▸ **Action item**:
From the entries that follow, pick out all lines holding "MagnetApproach".

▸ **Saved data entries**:
——

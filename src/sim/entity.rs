//! Pooled entity and its per-tick lifecycle
//!
//! An entity moves through `Active -> Despawning -> Pooled`. Only the pool
//! registry moves it back to `Active`, with its transform reset.

use glam::Vec2;

use super::category::Category;
use super::lanes::LaneGeometry;
use crate::tuning::{FlourishTuning, LifecycleTuning};
use crate::{cubic_in, lerp};

/// Render-facing transform (scale and opacity)
#[derive(Debug, Clone, Copy, PartialEq)]
pub struct Transform {
    pub scale: f32,
    pub opacity: f32,
}

impl Default for Transform {
    fn default() -> Self {
        Self {
            scale: 1.0,
            opacity: 1.0,
        }
    }
}

/// Lifecycle phase
#[derive(Debug, Clone, Copy, PartialEq)]
pub enum EntityPhase {
    /// In the scene, moving every tick
    Active,
    /// Playing the power-up flourish; ignores normal movement and the overlap guard
    Despawning {
        elapsed: f32,
        start_pos: Vec2,
        start: Transform,
    },
    /// Idle in its category's pool
    Pooled,
}

/// Outcome of one lifecycle step
#[derive(Debug, Clone, Copy, PartialEq, Eq)]
pub enum Step {
    /// Still in the scene
    Alive,
    /// Done; hand back to the pool registry
    Finished,
}

/// Read-only view of the world an entity needs for one tick
pub struct MotionContext<'a> {
    /// Current scroll speed (units/s)
    pub speed: f32,
    pub player_pos: Vec2,
    pub magnet_active: bool,
    pub lanes: &'a dyn LaneGeometry,
    pub tuning: &'a LifecycleTuning,
}

/// A reusable scene object
#[derive(Debug, Clone)]
pub struct Entity {
    id: u32,
    category: Category,
    /// Lane the entity was spawned into
    pub lane: usize,
    /// x horizontal, y vertical (decreasing toward the player)
    pub pos: Vec2,
    pub transform: Transform,
    /// Transform captured at construction, restored on every release
    initial: Transform,
    phase: EntityPhase,
}

impl Entity {
    pub(crate) fn new(id: u32, category: Category, initial: Transform) -> Self {
        Self {
            id,
            category,
            lane: 0,
            pos: Vec2::ZERO,
            transform: initial,
            initial,
            phase: EntityPhase::Pooled,
        }
    }

    pub fn id(&self) -> u32 {
        self.id
    }

    pub fn category(&self) -> Category {
        self.category
    }

    pub fn phase(&self) -> EntityPhase {
        self.phase
    }

    pub fn initial_transform(&self) -> Transform {
        self.initial
    }

    #[inline]
    pub fn is_despawning(&self) -> bool {
        matches!(self.phase, EntityPhase::Despawning { .. })
    }

    /// Place into the scene at `pos` in `lane`
    pub(crate) fn activate(&mut self, lane: usize, pos: Vec2) {
        self.lane = lane;
        self.pos = pos;
        self.phase = EntityPhase::Active;
    }

    /// Restore the construction-time transform and park in the pool
    pub(crate) fn reset(&mut self) {
        self.transform = self.initial;
        self.phase = EntityPhase::Pooled;
    }

    /// Advance one tick
    pub fn update(&mut self, ctx: &MotionContext<'_>, dt: f32) -> Step {
        match self.phase {
            EntityPhase::Pooled => Step::Finished,
            EntityPhase::Despawning { .. } => self.advance_flourish(&ctx.tuning.flourish, dt),
            EntityPhase::Active => {
                let attracted = self.category.magnet_eligible()
                    && ctx.magnet_active
                    && self.pos.distance(ctx.player_pos) < ctx.tuning.magnet_radius;

                if attracted {
                    let alpha = ctx.tuning.magnet.alpha(dt);
                    self.pos = self.pos.lerp(ctx.player_pos, alpha);
                } else {
                    self.pos.y -= ctx.speed * dt;
                    self.pos.x = ctx.lanes.lane_center_x(self.lane, self.pos.y);
                }

                if self.pos.y < ctx.tuning.off_screen_y {
                    self.begin_despawn()
                } else {
                    Step::Alive
                }
            }
        }
    }

    /// Leave the scene: power-ups start their flourish, everything else finishes now.
    /// Calling this on an entity already despawning has no effect.
    pub fn begin_despawn(&mut self) -> Step {
        match self.phase {
            EntityPhase::Despawning { .. } => Step::Alive,
            EntityPhase::Pooled => Step::Finished,
            EntityPhase::Active if self.category.powerup().is_some() => {
                self.phase = EntityPhase::Despawning {
                    elapsed: 0.0,
                    start_pos: self.pos,
                    start: self.transform,
                };
                Step::Alive
            }
            EntityPhase::Active => Step::Finished,
        }
    }

    fn advance_flourish(&mut self, flourish: &FlourishTuning, dt: f32) -> Step {
        let EntityPhase::Despawning {
            elapsed,
            start_pos,
            start,
        } = &mut self.phase
        else {
            return Step::Alive;
        };

        *elapsed += dt;
        let t = *elapsed;

        self.pos = start_pos.lerp(flourish.focal_point, cubic_in(t / flourish.move_duration));
        self.transform.scale = lerp(
            start.scale,
            flourish.target_scale,
            cubic_in(t / flourish.scale_duration),
        );
        self.transform.opacity = lerp(start.opacity, 0.0, cubic_in(t / flourish.duration));

        if t >= flourish.duration {
            Step::Finished
        } else {
            Step::Alive
        }
    }
}

#[cfg(test)]
mod tests {
    use super::*;
    use crate::consts::*;
    use crate::sim::category::{ObstacleKind, PowerupKind};
    use crate::sim::lanes::PerspectiveLanes;
    use crate::tuning::MagnetApproach;

    fn spawned(category: Category, lane: usize, lanes: &PerspectiveLanes) -> Entity {
        let mut entity = Entity::new(1, category, Transform::default());
        entity.activate(lane, Vec2::new(lanes.lane_center_x(lane, SPAWN_Y), SPAWN_Y));
        entity
    }

    fn ctx<'a>(
        lanes: &'a PerspectiveLanes,
        tuning: &'a LifecycleTuning,
        speed: f32,
        magnet_active: bool,
    ) -> MotionContext<'a> {
        MotionContext {
            speed,
            player_pos: Vec2::new(0.0, -400.0),
            magnet_active,
            lanes,
            tuning,
        }
    }

    #[test]
    fn test_movement_integration() {
        let lanes = PerspectiveLanes::default();
        let tuning = LifecycleTuning::default();
        let mut entity = spawned(Category::Collectible, 0, &lanes);
        let ctx = ctx(&lanes, &tuning, 300.0, false);

        for _ in 0..60 {
            assert_eq!(entity.update(&ctx, SIM_DT), Step::Alive);
        }

        assert!((SPAWN_Y - entity.pos.y - 300.0).abs() < 0.01);
        // x follows the lane curve, not a straight line
        assert!((entity.pos.x - lanes.lane_center_x(0, entity.pos.y)).abs() < 1e-4);
    }

    #[test]
    fn test_magnet_pulls_collectible_in_range() {
        let lanes = PerspectiveLanes::default();
        let tuning = LifecycleTuning {
            magnet: MagnetApproach::PerTick { fraction: 0.1 },
            ..Default::default()
        };
        let mut entity = spawned(Category::Collectible, 1, &lanes);
        entity.pos = Vec2::new(0.0, -100.0);
        let ctx = ctx(&lanes, &tuning, 300.0, true);

        entity.update(&ctx, SIM_DT);
        // 10% of the 300 units to the player at y = -400
        assert!((entity.pos.y - (-130.0)).abs() < 1e-3);
    }

    #[test]
    fn test_magnet_ignores_obstacles_and_far_entities() {
        let lanes = PerspectiveLanes::default();
        let tuning = LifecycleTuning::default();
        let ctx = ctx(&lanes, &tuning, 300.0, true);

        let mut obstacle = spawned(Category::Obstacle(ObstacleKind::Crate), 1, &lanes);
        obstacle.pos = Vec2::new(0.0, -100.0);
        obstacle.update(&ctx, SIM_DT);
        assert!((obstacle.pos.y - (-105.0)).abs() < 1e-3);

        // At the spawn row the player is 950 units away
        let mut far = spawned(Category::Collectible, 1, &lanes);
        far.update(&ctx, SIM_DT);
        assert!((far.pos.y - (SPAWN_Y - 5.0)).abs() < 1e-3);
    }

    #[test]
    fn test_time_normalized_magnet_is_rate_independent() {
        let lanes = PerspectiveLanes::default();
        let tuning = LifecycleTuning::default();
        let ctx = ctx(&lanes, &tuning, 0.0, true);

        let mut at_60 = spawned(Category::Collectible, 1, &lanes);
        at_60.pos = Vec2::new(0.0, 0.0);
        let mut at_120 = at_60.clone();

        for _ in 0..30 {
            at_60.update(&ctx, 1.0 / 60.0);
        }
        for _ in 0..60 {
            at_120.update(&ctx, 1.0 / 120.0);
        }
        assert!((at_60.pos.y - at_120.pos.y).abs() < 0.5);
    }

    #[test]
    fn test_offscreen_collectible_finishes_immediately() {
        let lanes = PerspectiveLanes::default();
        let tuning = LifecycleTuning::default();
        let mut entity = spawned(Category::Collectible, 2, &lanes);
        entity.pos.y = OFF_SCREEN_Y + 1.0;
        let ctx = ctx(&lanes, &tuning, 300.0, false);
        assert_eq!(entity.update(&ctx, SIM_DT), Step::Finished);
    }

    #[test]
    fn test_powerup_flourish() {
        let lanes = PerspectiveLanes::default();
        let tuning = LifecycleTuning::default();
        let mut entity = spawned(Category::Powerup(PowerupKind::Speed), 0, &lanes);
        entity.pos.y = OFF_SCREEN_Y + 1.0;
        let ctx = ctx(&lanes, &tuning, 300.0, false);

        assert_eq!(entity.update(&ctx, SIM_DT), Step::Alive);
        assert!(entity.is_despawning());

        // Second despawn request is ignored
        assert_eq!(entity.begin_despawn(), Step::Alive);

        let mut ticks = 0;
        while entity.update(&ctx, SIM_DT) == Step::Alive {
            ticks += 1;
            assert!(ticks < 100, "flourish never finished");
        }
        // 0.5 s at 60 Hz
        assert!((29..=31).contains(&ticks));
        assert!((entity.pos - tuning.flourish.focal_point).length() < 1e-3);
        assert!((entity.transform.scale - 2.0).abs() < 1e-3);
        assert!(entity.transform.opacity.abs() < 1e-3);
    }

    #[test]
    fn test_flourish_scale_is_absolute() {
        let lanes = PerspectiveLanes::default();
        let tuning = LifecycleTuning::default();
        let initial = Transform {
            scale: 0.6,
            opacity: 1.0,
        };
        let mut entity = Entity::new(1, Category::Powerup(PowerupKind::Magnet), initial);
        entity.activate(1, Vec2::new(0.0, SPAWN_Y));
        assert_eq!(entity.begin_despawn(), Step::Alive);

        let ctx = ctx(&lanes, &tuning, 300.0, false);
        let mut last = entity.transform;
        while entity.update(&ctx, SIM_DT) == Step::Alive {
            last = entity.transform;
        }
        assert!((last.scale - tuning.flourish.target_scale).abs() < 1e-3);
    }
}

——

▸ **Problem solution**:
    use crate::tuning::MagnetApproach;
            magnet: MagnetApproach::PerTick { fraction: 0.1 },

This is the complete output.